- **EXERCISE REQUIREMENTS**:
Would you copy out only the lines from the one with "mod conversions;" to the end of the records, exactly as they stand?

- **INFORMATION**:
-- Opening Marker --

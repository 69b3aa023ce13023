//! Error types for Tether
//!
//! Every error implements [`UnifiedError`], which provides:
//! - error_code: A unique identifier for programmatic error handling
//! - message: Human-readable error message
//! - context: Optional additional context about where/why the error occurred

mod constructors;
mod conversions;
mod types;
mod unified_error;

pub use types::{TetherError, TetherResult, UnifiedError};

-- Closing Marker --

- **RESPONSE**:
mod conversions;
mod types;
mod unified_error;

pub use types::{TetherError, TetherResult, UnifiedError};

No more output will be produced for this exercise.